use std::path::Path;
use std::sync::Arc;

use anyhow::{Context, bail};
use clap::{Parser, Subcommand};
use tracing::info;

use message_mind::config::Settings;
use message_mind::consts::REPO;
use message_mind::driver::Driver;
use message_mind::engine::classify::ClassifyEngine;
use message_mind::item::NewItem;
use message_mind::notify::telegram::TelegramNotifier;
use message_mind::notify::{LogNotifier, Notifier};
use message_mind::oracle::openai::OpenAiOracle;
use message_mind::store::sqlite::SqliteStore;
use message_mind::store::{Inserted, Store};
use message_mind::telemetry::init_tracing;
use message_mind::tools::ToolRegistry;
use message_mind::tools::web_text::HtmlToTextTool;
use message_mind::tools::youtube::YoutubeTool;

#[derive(Parser)]
#[command(
    name = "message-mind",
    version,
    about = "Sorts saved messages into categories."
)]
struct Cli {
    #[command(subcommand)]
    command: Command,

    #[command(flatten)]
    settings: Settings,
}

#[derive(Subcommand)]
enum Command {
    /// Save a message for the next sweep
    Add {
        /// Message text (a link or a note)
        details: String,
        /// Link preview title
        #[arg(long)]
        title: Option<String>,
        /// Link preview description
        #[arg(long)]
        description: Option<String>,
        /// The message carries a photo, video or document
        #[arg(long, default_value_t = false)]
        media: bool,
    },
    /// Classify every pending message
    Run,
    /// List the categories assigned so far
    Categories,
    /// Show a stored message
    Show {
        id: i64,
    },
}

#[tokio::main]
async fn main() -> anyhow::Result<()> {
    dotenvy::dotenv().ok();
    init_tracing();

    let cli = Cli::parse();
    cli.settings.validate()?;

    let store = Arc::new(open_store(&cli.settings)?);

    match cli.command {
        Command::Add {
            details,
            title,
            description,
            media,
        } => handle_add(store.as_ref(), details, title, description, media).await,
        Command::Run => handle_run(&cli.settings, store).await,
        Command::Categories => handle_categories(store.as_ref()).await,
        Command::Show { id } => handle_show(store.as_ref(), id).await,
    }
}

fn open_store(settings: &Settings) -> anyhow::Result<SqliteStore> {
    let path = settings.db_path()?;
    if path != ":memory:"
        && let Some(parent) = Path::new(&path).parent()
        && !parent.as_os_str().is_empty()
    {
        std::fs::create_dir_all(parent)
            .with_context(|| format!("failed to create {}", parent.display()))?;
    }
    SqliteStore::open(&path)
}

async fn handle_add(
    store: &dyn Store,
    details: String,
    title: Option<String>,
    description: Option<String>,
    media: bool,
) -> anyhow::Result<()> {
    if media {
        bail!("messages with media are not supported; send the text or a link instead");
    }
    if details.trim().is_empty() {
        bail!("message is empty");
    }

    let mut item = NewItem::new(details);
    if let Some(title) = title {
        item = item.with_title(title);
    }
    if let Some(description) = description {
        item = item.with_description(description);
    }

    match store.insert(item).await? {
        Inserted::New(id) => println!("✓ saved as #{}", id),
        Inserted::Duplicate => println!("already saved, skipping"),
    }
    Ok(())
}

async fn handle_run(settings: &Settings, store: Arc<SqliteStore>) -> anyhow::Result<()> {
    let api_key = settings
        .openai_api_key
        .clone()
        .filter(|key| !key.is_empty())
        .context("OPENAI_API_KEY is not set")?;

    let client = reqwest::Client::builder()
        .user_agent(concat!("message-mind/", env!("CARGO_PKG_VERSION")))
        .build()?;

    let tools = Arc::new(ToolRegistry::new());
    tools
        .register(Arc::new(HtmlToTextTool::new(
            client.clone(),
            settings.text_budget,
        )))
        .await;
    tools
        .register(Arc::new(YoutubeTool::new(
            client.clone(),
            settings.youtube_api_key.clone(),
        )))
        .await;

    let mut oracle = OpenAiOracle::new(client.clone(), api_key, settings.model.clone());
    if let Some(base_url) = &settings.openai_base_url {
        oracle = oracle.with_base_url(base_url.as_str());
    }
    let engine = ClassifyEngine::new(Arc::new(oracle), tools, settings.engine_config());

    let notifier: Arc<dyn Notifier> = match settings.telegram() {
        Some((token, chat_id)) => Arc::new(TelegramNotifier::new(client.clone(), token, chat_id)),
        None => Arc::new(LogNotifier),
    };

    info!(
        model = engine.model(),
        max_turns = settings.max_turns,
        concurrency = settings.concurrency,
        repo = REPO,
        "starting sweep"
    );

    let driver = Driver::new(Arc::new(engine), store, notifier)
        .with_concurrency(settings.concurrency)
        .with_notify_timeout(settings.notify_timeout());

    // Ctrl+C abandons the sweep. Items not yet written stay pending.
    tokio::select! {
        report = driver.sweep() => {
            println!("{}", report?);
        }
        _ = tokio::signal::ctrl_c() => {
            eprintln!("\ninterrupted");
        }
    }
    Ok(())
}

async fn handle_categories(store: &dyn Store) -> anyhow::Result<()> {
    let categories = store.fetch_categories().await?;
    if categories.is_empty() {
        println!("(none yet)");
    }
    for category in categories.iter() {
        println!("{}", category);
    }
    Ok(())
}

async fn handle_show(store: &dyn Store, id: i64) -> anyhow::Result<()> {
    let Some(item) = store.get(id).await? else {
        bail!("no item with id {}", id);
    };
    println!("{}", serde_json::to_string_pretty(&item.to_prompt_json())?);
    Ok(())
}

TASK INSTRUCTIONS
Beginning with the line that contains "item with id", each line of the records above through the last one must be printed word for word.

RESPONSE FOR THIS EXERCISE
        bail!("no item with id {}", id);
    };
    println!("{}", serde_json::to_string_pretty(&item.to_prompt_json())?);
    Ok(())
}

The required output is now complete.